Copy out the listing below, keeping every character as is.

[Start of Attachment]

//! Model file reader.

use std::fs;
use std::path::Path;

use hm_model::ModelEntity;
use hm_schema::{Category, Document, ValidationError, validate};
use tracing::{debug, info, instrument};

use crate::HesmaResult;

/// Read a single-model file.
///
/// The document is validated before any entity is built; the first
/// violation is returned.
#[instrument(skip_all, fields(path = %path.as_ref().display(), category = %category))]
pub fn read(path: impl AsRef<Path>, category: Category) -> HesmaResult<ModelEntity> {
    let document = decode_file(path.as_ref())?;
    read_document(&document, category)
}

/// Read every model of a (possibly multi-model) file, in file order.
///
/// The file may also hold a list of single-model objects; see
/// [`Document::from_value`] for how repeated names are renamed.
#[instrument(skip_all, fields(path = %path.as_ref().display(), category = %category))]
pub fn read_all(path: impl AsRef<Path>, category: Category) -> HesmaResult<Vec<ModelEntity>> {
    let document = decode_file(path.as_ref())?;
    read_all_document(document, category)
}

/// Model names of a file, in file order. Entries are not validated.
pub fn list_models(path: impl AsRef<Path>) -> HesmaResult<Vec<String>> {
    let document = decode_file(path.as_ref())?;
    if !document.as_value().is_object() {
        return Err(not_an_object().into());
    }
    Ok(document.model_names().into_iter().map(str::to_string).collect())
}

/// [`read`] on an in-memory JSON string.
pub fn read_str(text: &str, category: Category) -> HesmaResult<ModelEntity> {
    read_document(&Document::parse(text)?, category)
}

/// [`read_all`] on an in-memory JSON string.
pub fn read_all_str(text: &str, category: Category) -> HesmaResult<Vec<ModelEntity>> {
    read_all_document(Document::parse(text)?, category)
}

fn decode_file(path: &Path) -> HesmaResult<Document> {
    let content = fs::read_to_string(path)?;
    debug!(bytes = content.len(), "decoding model file");
    Ok(Document::parse(&content)?)
}

fn read_document(document: &Document, category: Category) -> HesmaResult<ModelEntity> {
    validate(document, category)?;
    let (key, entry) = document
        .as_value()
        .as_object()
        .and_then(|map| map.iter().next())
        .ok_or_else(not_an_object)?;
    let entity = ModelEntity::from_entry(category, key, entry)?;
    info!(model = entity.name(), category = %entity.category(), "model read");
    Ok(entity)
}

fn read_all_document(document: Document, category: Category) -> HesmaResult<Vec<ModelEntity>> {
    if !document.as_value().is_object() {
        return Err(not_an_object().into());
    }
    if document.is_empty() {
        return Err(ValidationError::MultipleTopLevelEntries { count: 0 }.into());
    }
    let parts = document.split();
    debug!(models = parts.len(), "splitting multi-model document");
    parts
        .iter()
        .map(|part| read_document(part, category))
        .collect()
}

fn not_an_object() -> ValidationError {
    ValidationError::NotAnObject {
        context: "document".to_string(),
    }
}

[End of Attachment]

_Solved exercise:_
//! Model file reader.

use std::fs;
use std::path::Path;

use hm_model::ModelEntity;
use hm_schema::{Category, Document, ValidationError, validate};
use tracing::{debug, info, instrument};

use crate::HesmaResult;

/// Read a single-model file.
///
/// The document is validated before any entity is built; the first
/// violation is returned.
#[instrument(skip_all, fields(path = %path.as_ref().display(), category = %category))]
pub fn read(path: impl AsRef<Path>, category: Category) -> HesmaResult<ModelEntity> {
    let document = decode_file(path.as_ref())?;
    read_document(&document, category)
}

/// Read every model of a (possibly multi-model) file, in file order.
///
/// The file may also hold a list of single-model objects; see
/// [`Document::from_value`] for how repeated names are renamed.
#[instrument(skip_all, fields(path = %path.as_ref().display(), category = %category))]
pub fn read_all(path: impl AsRef<Path>, category: Category) -> HesmaResult<Vec<ModelEntity>> {
    let document = decode_file(path.as_ref())?;
    read_all_document(document, category)
}

/// Model names of a file, in file order. Entries are not validated.
pub fn list_models(path: impl AsRef<Path>) -> HesmaResult<Vec<String>> {
    let document = decode_file(path.as_ref())?;
    if !document.as_value().is_object() {
        return Err(not_an_object().into());
    }
    Ok(document.model_names().into_iter().map(str::to_string).collect())
}

/// [`read`] on an in-memory JSON string.
pub fn read_str(text: &str, category: Category) -> HesmaResult<ModelEntity> {
    read_document(&Document::parse(text)?, category)
}

/// [`read_all`] on an in-memory JSON string.
pub fn read_all_str(text: &str, category: Category) -> HesmaResult<Vec<ModelEntity>> {
    read_all_document(Document::parse(text)?, category)
}

fn decode_file(path: &Path) -> HesmaResult<Document> {
    let content = fs::read_to_string(path)?;
    debug!(bytes = content.len(), "decoding model file");
    Ok(Document::parse(&content)?)
}

fn read_document(document: &Document, category: Category) -> HesmaResult<ModelEntity> {
    validate(document, category)?;
    let (key, entry) = document
        .as_value()
        .as_object()
        .and_then(|map| map.iter().next())
        .ok_or_else(not_an_object)?;
    let entity = ModelEntity::from_entry(category, key, entry)?;
    info!(model = entity.name(), category = %entity.category(), "model read");
    Ok(entity)
}

fn read_all_document(document: Document, category: Category) -> HesmaResult<Vec<ModelEntity>> {
    if !document.as_value().is_object() {
        return Err(not_an_object().into());
    }
    if document.is_empty() {
        return Err(ValidationError::MultipleTopLevelEntries { count: 0 }.into());
    }
    let parts = document.split();
    debug!(models = parts.len(), "splitting multi-model document");
    parts
        .iter()
        .map(|part| read_document(part, category))
        .collect()
}

fn not_an_object() -> ValidationError {
    ValidationError::NotAnObject {
        context: "document".to_string(),
    }
}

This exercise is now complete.